Elderly patients with AML cannot tolerate either hematopoietic stem cell transplantation or standard intensity chemotherapy. Therefore, regimens with a lesser degree of side-effects are recommended. Furthermore, there is no standard treatment regimen for elderly AML patients. Treatment should be individualized based on the nature of the disease, the physiological status of the patient and the patient’s preferences. We consider that CR may not be the primary objective, while improvement of life quality may be a better choice (9). According to this therapeutic goal, we modified the routine regimen of decitabine. Firstly, the single dose of decitabine was reduced. The total dose equaled 1/2–3/4 of the dose used in routine regimens. Secondly, the administration of decitabine was changed to q.o.d. in order for the adverse effects to be observed sufficiently. Reinforcement of supportive care is also a critical part of treatment. Our study demonstrated that decitabine increases thrombocyte and hemoglobin levels and reduces blast cell levels to some extent in some patients, although none of the patients achieved PR or CR. In particular, the mean survival of the 5 patients was 19.8 months, which is significantly longer than the survival reported for AML patients aged 80 and above (28,29). It is suggested that, although the present decitabine dosage cannot suppress blast cell to normal levels, it may slow down the growth of blast cells. Therefore, although patients do not achieve remission over a long period, disease progression is not rapid.
The main adverse effect of decitabine in elderly patients was bone marrow suppression, most notably in thrombocytopenia and neutrocytopenia. This often occurred 2 weeks following treatment. No severe bleeding or infection was observed following reinforcement of supportive care. If strong supportive care is provided, administration of decitabine in elderly patients is relatively safe.

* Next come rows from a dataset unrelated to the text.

//! Error types for scrape calls.
//!
//! Every failure that reaches a caller carries enough context (url, method,
//! request label, diagnostic when there is one) for an API boundary to pick a
//! status and render a message. The engine itself produces no user-facing prose.

use thiserror::Error;

use crate::browser::BrowserError;
use crate::fetch::{FetchError, UpstreamDiagnostic};

/// Errors surfaced by [`Scraper::scrape`](super::Scraper::scrape).
#[derive(Debug, Error)]
pub enum ScrapeError {
    /// robots.txt forbids the target path. No request was sent.
    #[error("robots.txt disallows {path} on {url}")]
    RobotsDenied {
        /// The blocked path.
        path: String,
        /// The resolved request target.
        url: String,
    },

    /// The upstream answered but the body was empty.
    #[error("upstream sent no content for {url}")]
    EmptyUpstreamBody {
        /// The resolved request target.
        url: String,
    },

    /// Transport or classified HTTP failure after the retry budget was spent.
    #[error(transparent)]
    Fetch(#[from] FetchError),

    /// The browser was the preferred path and could not be started.
    #[error("browser fallback unavailable: {0}")]
    BrowserUnavailable(#[source] BrowserError),

    /// The parser found nothing matching on the page.
    #[error("no matching data found")]
    EmptyResultSet,

    /// Malformed caller input.
    #[error("invalid parameter {name}: {reason}")]
    InvalidParameter {
        /// Parameter name.
        name: String,
        /// What is wrong with it.
        reason: String,
    },
}

impl ScrapeError {
    /// Creates an invalid-parameter error.
    pub fn invalid_parameter(name: impl Into<String>, reason: impl Into<String>) -> Self {
        Self::InvalidParameter {
            name: name.into(),
            reason: reason.into(),
        }
    }

    /// HTTP status an API boundary should answer with.
    #[must_use]
    pub fn status_code(&self) -> u16 {
        match self {
            Self::RobotsDenied { .. } => 403,
            Self::EmptyUpstreamBody { .. } => 502,
            Self::Fetch(error) => error.status().unwrap_or(500),
            Self::BrowserUnavailable(_) => 503,
            Self::EmptyResultSet => 404,
            Self::InvalidParameter { .. } => 400,
        }
    }

    /// The upstream diagnostic, for classified HTTP failures.
    #[must_use]
    pub fn diagnostic(&self) -> Option<&UpstreamDiagnostic> {
        match self {
            Self::Fetch(error) => error.diagnostic(),
            _ => None,
        }
    }
}

/// Fails with [`ScrapeError::EmptyResultSet`] unless `found`.
///
/// # Errors
///
/// Returns [`ScrapeError::EmptyResultSet`] when `found` is false.
pub fn ensure_found(found: bool) -> Result<(), ScrapeError> {
    if found {
        Ok(())
    } else {
        Err(ScrapeError::EmptyResultSet)
    }
}

#[cfg(test)]
#[allow(clippy::unwrap_used)]
mod tests {
    use reqwest::header::HeaderMap;

    use super::*;
    use crate::browser::BrowserProvider;
    use crate::fetch::{FailureReason, classify};

    #[test]
    fn test_status_codes() {
        let denied = ScrapeError::RobotsDenied {
            path: "/private".to_string(),
            url: "https://x.test/private".to_string(),
        };
        assert_eq!(denied.status_code(), 403);
        assert_eq!(
            ScrapeError::EmptyUpstreamBody { url: "https://x.test".to_string() }.status_code(),
            502
        );
        assert_eq!(ScrapeError::EmptyResultSet.status_code(), 404);
        assert_eq!(ScrapeError::invalid_parameter("page", "not a number").status_code(), 400);
        assert_eq!(
            ScrapeError::BrowserUnavailable(BrowserError::UnsupportedProvider(BrowserProvider::Firefox))
                .status_code(),
            503
        );
    }

    #[test]
    fn test_http_failure_keeps_upstream_status_and_diagnostic() {
        let error = ScrapeError::from(FetchError::http(classify(429, &HeaderMap::new(), "")));
        assert_eq!(error.status_code(), 429);
        assert_eq!(error.diagnostic().unwrap().reason, FailureReason::RateLimited);
    }

    #[test]
    fn test_ensure_found() {
        assert!(ensure_found(true).is_ok());
        assert!(matches!(ensure_found(false), Err(ScrapeError::EmptyResultSet)));
    }
}
//! Error types for upstream fetches.
//!
//! A failed fetch is either a transport failure (no HTTP status was ever
//! received) or an HTTP failure that carries a classified
//! [`UpstreamDiagnostic`]. The two are kept apart on purpose: network errors
//! are never given a diagnostic.

use thiserror::Error;

use super::diagnostics::UpstreamDiagnostic;

/// Errors that can occur while fetching from an upstream site.
#[derive(Debug, Error)]
pub enum FetchError {
    /// Network-level failure: DNS, refused connection, TLS, timeout, body read.
    #[error("network error on {method} {url}: {source}")]
    Transport {
        /// The URL that was requested.
        url: String,
        /// HTTP method, uppercase.
        method: String,
        /// The underlying client error.
        #[source]
        source: reqwest::Error,
    },

    /// The upstream answered with a rejecting status.
    #[error("HTTP {} ({}) on {}", .diagnostic.status, .diagnostic.reason, .diagnostic.url.as_deref().unwrap_or("<unknown url>"))]
    Http {
        /// Classification of the rejection.
        diagnostic: Box<UpstreamDiagnostic>,
    },

    /// The HTTP client could not be constructed.
    #[error("failed to build HTTP client: {0}")]
    ClientBuild(#[source] reqwest::Error),
}

impl FetchError {
    /// Creates a transport error.
    pub fn transport(url: impl Into<String>, method: impl Into<String>, source: reqwest::Error) -> Self {
        Self::Transport {
            url: url.into(),
            method: method.into(),
            source,
        }
    }

    /// Creates an HTTP failure from a diagnostic.
    #[must_use]
    pub fn http(diagnostic: UpstreamDiagnostic) -> Self {
        Self::Http {
            diagnostic: Box::new(diagnostic),
        }
    }

    /// The diagnostic, for HTTP failures.
    #[must_use]
    pub fn diagnostic(&self) -> Option<&UpstreamDiagnostic> {
        match self {
            Self::Http { diagnostic } => Some(diagnostic),
            Self::Transport { .. } | Self::ClientBuild(_) => None,
        }
    }

    /// The upstream status, for HTTP failures.
    #[must_use]
    pub fn status(&self) -> Option<u16> {
        self.diagnostic().map(|diagnostic| diagnostic.status)
    }

    /// Re-labels the diagnostic of an HTTP failure; other variants pass through.
    #[must_use]
    pub fn with_request(self, url: &str, method: &str, request_label: Option<String>) -> Self {
        match self {
            Self::Http { diagnostic } => Self::http(diagnostic.with_request(url, method, request_label)),
            other => other,
        }
    }
}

The cases observed in our study were limited, hence a comprehensive conclusion cannot be made. More cases are required for further study to confirm the results.
Acknowledgements
This study was supported by The Special Funds for Central Health Projects (No. B2009B115), Innovation Funds in PLA General Hospital (No. 12KMM34) and Clinical Research Supportive Funds in PLA General Hospital (No. 2012FC-TSYS-1020).